**GIVEN RECORDS:**
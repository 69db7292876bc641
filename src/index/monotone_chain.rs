use geo_types::Coord;
use rstar::{Envelope, RTreeObject, AABB};

/// A run of segments of one segment string along which both x and y are
/// monotone. Because of that, the envelope of any sub-run is the envelope of
/// its two end vertices, which makes bisection cheap.
#[derive(Clone, Debug)]
pub struct MonotoneChain {
    /// Unique id within one index; used to visit each pair once.
    pub id: usize,
    /// Index of the owning segment string.
    pub string: usize,
    /// First vertex of the chain.
    pub start: usize,
    /// Last vertex of the chain (inclusive). Segments are `start..end`.
    pub end: usize,
    envelope: AABB<[f64; 2]>,
}

impl RTreeObject for MonotoneChain {
    type Envelope = AABB<[f64; 2]>;

    fn envelope(&self) -> Self::Envelope {
        self.envelope
    }
}

impl MonotoneChain {
    pub fn new(id: usize, string: usize, coords: &[Coord<f64>], start: usize, end: usize) -> Self {
        Self {
            id,
            string,
            start,
            end,
            envelope: section_envelope(coords, start, end),
        }
    }

    /// Calls `action(i, j)` for every segment `i` of this chain and `j` of
    /// `other` whose envelopes may overlap.
    pub fn compute_overlaps<F>(
        &self,
        coords: &[Coord<f64>],
        other: &MonotoneChain,
        other_coords: &[Coord<f64>],
        action: &mut F,
    ) where
        F: FnMut(usize, usize),
    {
        overlaps_section(
            coords,
            self.start,
            self.end,
            other_coords,
            other.start,
            other.end,
            action,
        );
    }
}

fn overlaps_section<F>(
    coords0: &[Coord<f64>],
    start0: usize,
    end0: usize,
    coords1: &[Coord<f64>],
    start1: usize,
    end1: usize,
    action: &mut F,
) where
    F: FnMut(usize, usize),
{
    if end0 - start0 == 1 && end1 - start1 == 1 {
        action(start0, start1);
        return;
    }

    let env0 = section_envelope(coords0, start0, end0);
    let env1 = section_envelope(coords1, start1, end1);
    if !env0.intersects(&env1) {
        return;
    }

    let mid0 = (start0 + end0) / 2;
    let mid1 = (start1 + end1) / 2;

    if start0 < mid0 {
        if start1 < mid1 {
            overlaps_section(coords0, start0, mid0, coords1, start1, mid1, action);
        }
        if mid1 < end1 {
            overlaps_section(coords0, start0, mid0, coords1, mid1, end1, action);
        }
    }
    if mid0 < end0 {
        if start1 < mid1 {
            overlaps_section(coords0, mid0, end0, coords1, start1, mid1, action);
        }
        if mid1 < end1 {
            overlaps_section(coords0, mid0, end0, coords1, mid1, end1, action);
        }
    }
}

fn section_envelope(coords: &[Coord<f64>], start: usize, end: usize) -> AABB<[f64; 2]> {
    let a = coords[start];
    let b = coords[end];
    AABB::from_corners([a.x, a.y], [b.x, b.y])
}

/// Quadrant of the direction `p0 -> p1`, or `None` for a zero-length segment.
fn quadrant(p0: Coord<f64>, p1: Coord<f64>) -> Option<u8> {
    let dx = p1.x - p0.x;
    let dy = p1.y - p0.y;
    if dx == 0.0 && dy == 0.0 {
        return None;
    }
    Some(match (dx >= 0.0, dy >= 0.0) {
        (true, true) => 0,
        (false, true) => 1,
        (false, false) => 2,
        (true, false) => 3,
    })
}

/// Splits `coords` into maximal monotone runs, returned as inclusive vertex
/// ranges `(start, end)`. Consecutive runs share their boundary vertex.
/// Zero-length segments never start a new run.
pub fn monotone_chain_ranges(coords: &[Coord<f64>]) -> Vec<(usize, usize)> {
    let mut ranges = Vec::new();
    if coords.len() < 2 {
        return ranges;
    }

    let last = coords.len() - 1;
    let mut start = 0;
    while start < last {
        let mut chain_quad = None;
        let mut end = start + 1;
        while end <= last {
            if let Some(q) = quadrant(coords[end - 1], coords[end]) {
                match chain_quad {
                    None => chain_quad = Some(q),
                    Some(cq) if cq != q => break,
                    Some(_) => {}
                }
            }
            end += 1;
        }
        // `end` overshoots by one: either the breaking vertex or past the last.
        let chain_end = end - 1;
        ranges.push((start, chain_end));
        start = chain_end;
    }
    ranges
}

#[cfg(test)]
mod tests {
    use super::*;

    fn coords(pts: &[(f64, f64)]) -> Vec<Coord<f64>> {
        pts.iter().map(|&(x, y)| Coord { x, y }).collect()
    }

    #[test]
    fn test_single_segment_is_one_chain() {
        let pts = coords(&[(0.0, 0.0), (1.0, 1.0)]);
        assert_eq!(monotone_chain_ranges(&pts), vec![(0, 1)]);
    }

    #[test]
    fn test_chains_break_on_quadrant_change() {
        // Up-right, up-right, down-right, down-left
        let pts = coords(&[(0.0, 0.0), (1.0, 1.0), (2.0, 3.0), (3.0, 0.0), (1.0, -2.0)]);
        assert_eq!(monotone_chain_ranges(&pts), vec![(0, 2), (2, 3), (3, 4)]);
    }

    #[test]
    fn test_zero_length_segment_continues_chain() {
        let pts = coords(&[(0.0, 0.0), (1.0, 1.0), (1.0, 1.0), (2.0, 2.0)]);
        assert_eq!(monotone_chain_ranges(&pts), vec![(0, 3)]);
    }

    #[test]
    fn test_scenario_edge() {
        let pts = coords(&[(0.0, 0.0), (10.0, 0.0), (5.0, 5.0), (5.0, -5.0)]);
        assert_eq!(monotone_chain_ranges(&pts), vec![(0, 1), (1, 2), (2, 3)]);
    }

    #[test]
    fn test_compute_overlaps_finds_crossing_segments() {
        let a = coords(&[(0.0, 0.0), (1.0, 1.0), (2.0, 2.0), (3.0, 3.0), (4.0, 4.0)]);
        let b = coords(&[(0.0, 4.0), (1.0, 3.0), (2.0, 2.5), (3.0, 2.0), (4.0, 0.0)]);
        let ca = MonotoneChain::new(0, 0, &a, 0, 4);
        let cb = MonotoneChain::new(1, 1, &b, 0, 4);

        let mut pairs = Vec::new();
        ca.compute_overlaps(&a, &cb, &b, &mut |i, j| pairs.push((i, j)));
        // The crossing lies between (2,2)-(3,3) and (2,2.5)-(3,2).
        assert!(pairs.contains(&(2, 2)));
        // Far-apart sections are pruned.
        assert!(!pairs.contains(&(0, 0)));
    }
}
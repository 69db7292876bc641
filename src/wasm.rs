use wasm_bindgen::prelude::*;
use geojson::{GeoJson, Geometry, Value};
use geo::Geometry as GeoGeometry;
use std::convert::TryInto;
use std::str::FromStr;

use crate::error::{NodingError, Result};
use crate::noding::extract::{extract_segment_strings, to_multi_line_string};
use crate::noding::{Noder, ScaledNoder, SnapRoundingNoder};

#[wasm_bindgen]
pub fn init_panic_hook() {
    console_error_panic_hook::set_once();
}

/// Snap-rounds every linear component of a GeoJSON document to a grid of
/// spacing `1 / scale` and returns the noded edges as a GeoJSON
/// MultiLineString.
#[wasm_bindgen]
pub fn node_geojson(geojson_str: &str, scale: f64) -> std::result::Result<String, JsValue> {
    node_geojson_str(geojson_str, scale).map_err(|e| JsValue::from_str(&e.to_string()))
}

pub(crate) fn node_geojson_str(geojson_str: &str, scale: f64) -> Result<String> {
    let mut noder: ScaledNoder<SnapRoundingNoder<usize>> = ScaledNoder::snap_rounding(scale)?;
    let geojson = GeoJson::from_str(geojson_str)
        .map_err(|e| NodingError::InvalidGeometry(format!("Failed to parse GeoJSON: {}", e)))?;

    let mut geoms: Vec<GeoGeometry<f64>> = Vec::new();
    match geojson {
        GeoJson::FeatureCollection(fc) => {
            for feature in fc.features {
                if let Some(geom) = feature.geometry {
                    geoms.push(to_geo(geom)?);
                }
            }
        },
        GeoJson::Feature(feature) => {
            if let Some(geom) = feature.geometry {
                geoms.push(to_geo(geom)?);
            }
        },
        GeoJson::Geometry(geometry) => geoms.push(to_geo(geometry)?),
    }

    let collection = GeoGeometry::GeometryCollection(geoms.into_iter().collect());
    let strings = extract_segment_strings(&collection)?;
    let noded = noder.node(strings)?;

    let mls = to_multi_line_string(&noded);
    Ok(Geometry::new(Value::from(&mls)).to_string())
}

fn to_geo(geometry: Geometry) -> Result<GeoGeometry<f64>> {
    geometry
        .try_into()
        .map_err(|e: geojson::Error| NodingError::InvalidGeometry(format!("Failed to convert geometry: {}", e)))
}
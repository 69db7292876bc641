//! Noding: computing the points where segment strings meet and splitting
//! the strings there so that the pieces only touch at their endpoints.

pub mod extract;
pub mod intersection_adder;
pub mod mc_index_noder;
pub mod node_list;
pub mod scaled_noder;
pub mod segment_string;
pub mod snapround;
pub mod validator;

pub use mc_index_noder::McIndexNoder;
pub use node_list::{SegmentNode, SegmentNodeList};
pub use scaled_noder::ScaledNoder;
pub use segment_string::{Fragment, NodedSegmentString};
pub use snapround::{SnapRoundingNoder, SnapRoundingReport};
pub use validator::NodingValidator;

use crate::error::Result;

/// A noding strategy.
///
/// `compute_nodes` takes ownership of the input strings and runs to
/// completion; `noded_substrings` then hands back the split result. The
/// second call consumes the retained strings.
pub trait Noder<D> {
    fn compute_nodes(&mut self, strings: Vec<NodedSegmentString<D>>) -> Result<()>;

    fn noded_substrings(&mut self) -> Result<Vec<NodedSegmentString<D>>>;

    /// Runs both steps.
    fn node(&mut self, strings: Vec<NodedSegmentString<D>>) -> Result<Vec<NodedSegmentString<D>>> {
        self.compute_nodes(strings)?;
        self.noded_substrings()
    }
}

impl<D, N: Noder<D> + ?Sized> Noder<D> for Box<N> {
    fn compute_nodes(&mut self, strings: Vec<NodedSegmentString<D>>) -> Result<()> {
        (**self).compute_nodes(strings)
    }

    fn noded_substrings(&mut self) -> Result<Vec<NodedSegmentString<D>>> {
        (**self).noded_substrings()
    }
}

/// Splits every string, preserving input order.
pub(crate) fn split_all<D: Clone>(strings: Vec<NodedSegmentString<D>>) -> Vec<NodedSegmentString<D>> {
    let mut out = Vec::with_capacity(strings.len() * 2);
    for ss in strings {
        out.extend(ss.split());
    }
    out
}

#[cfg(test)]
mod tests;
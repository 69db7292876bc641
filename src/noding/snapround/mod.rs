//! Snap-rounding: nodes are rounded to a grid and segments are re-noded at
//! every grid cell ("hot pixel") they pass through, until nothing changes.

pub mod hot_pixel;
pub mod snap_rounder;

pub use hot_pixel::{HotPixel, HotPixelIndex};
pub use snap_rounder::{NodingState, SnapRoundingNoder, SnapRoundingReport};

**ASSIGNMENT:** Your response should hold the lines from the first line of the entries above through the line with "is the envelope of", each retyped exactly, and nothing else.

**WRITTEN RESPONSE:**
repository 69db7292876bc641
filename src/index/monotone_chain.rs
use geo_types::Coord;
use rstar::{Envelope, RTreeObject, AABB};

/// A run of segments of one segment string along which both x and y are
/// monotone. Because of that, the envelope of any sub-run is the envelope of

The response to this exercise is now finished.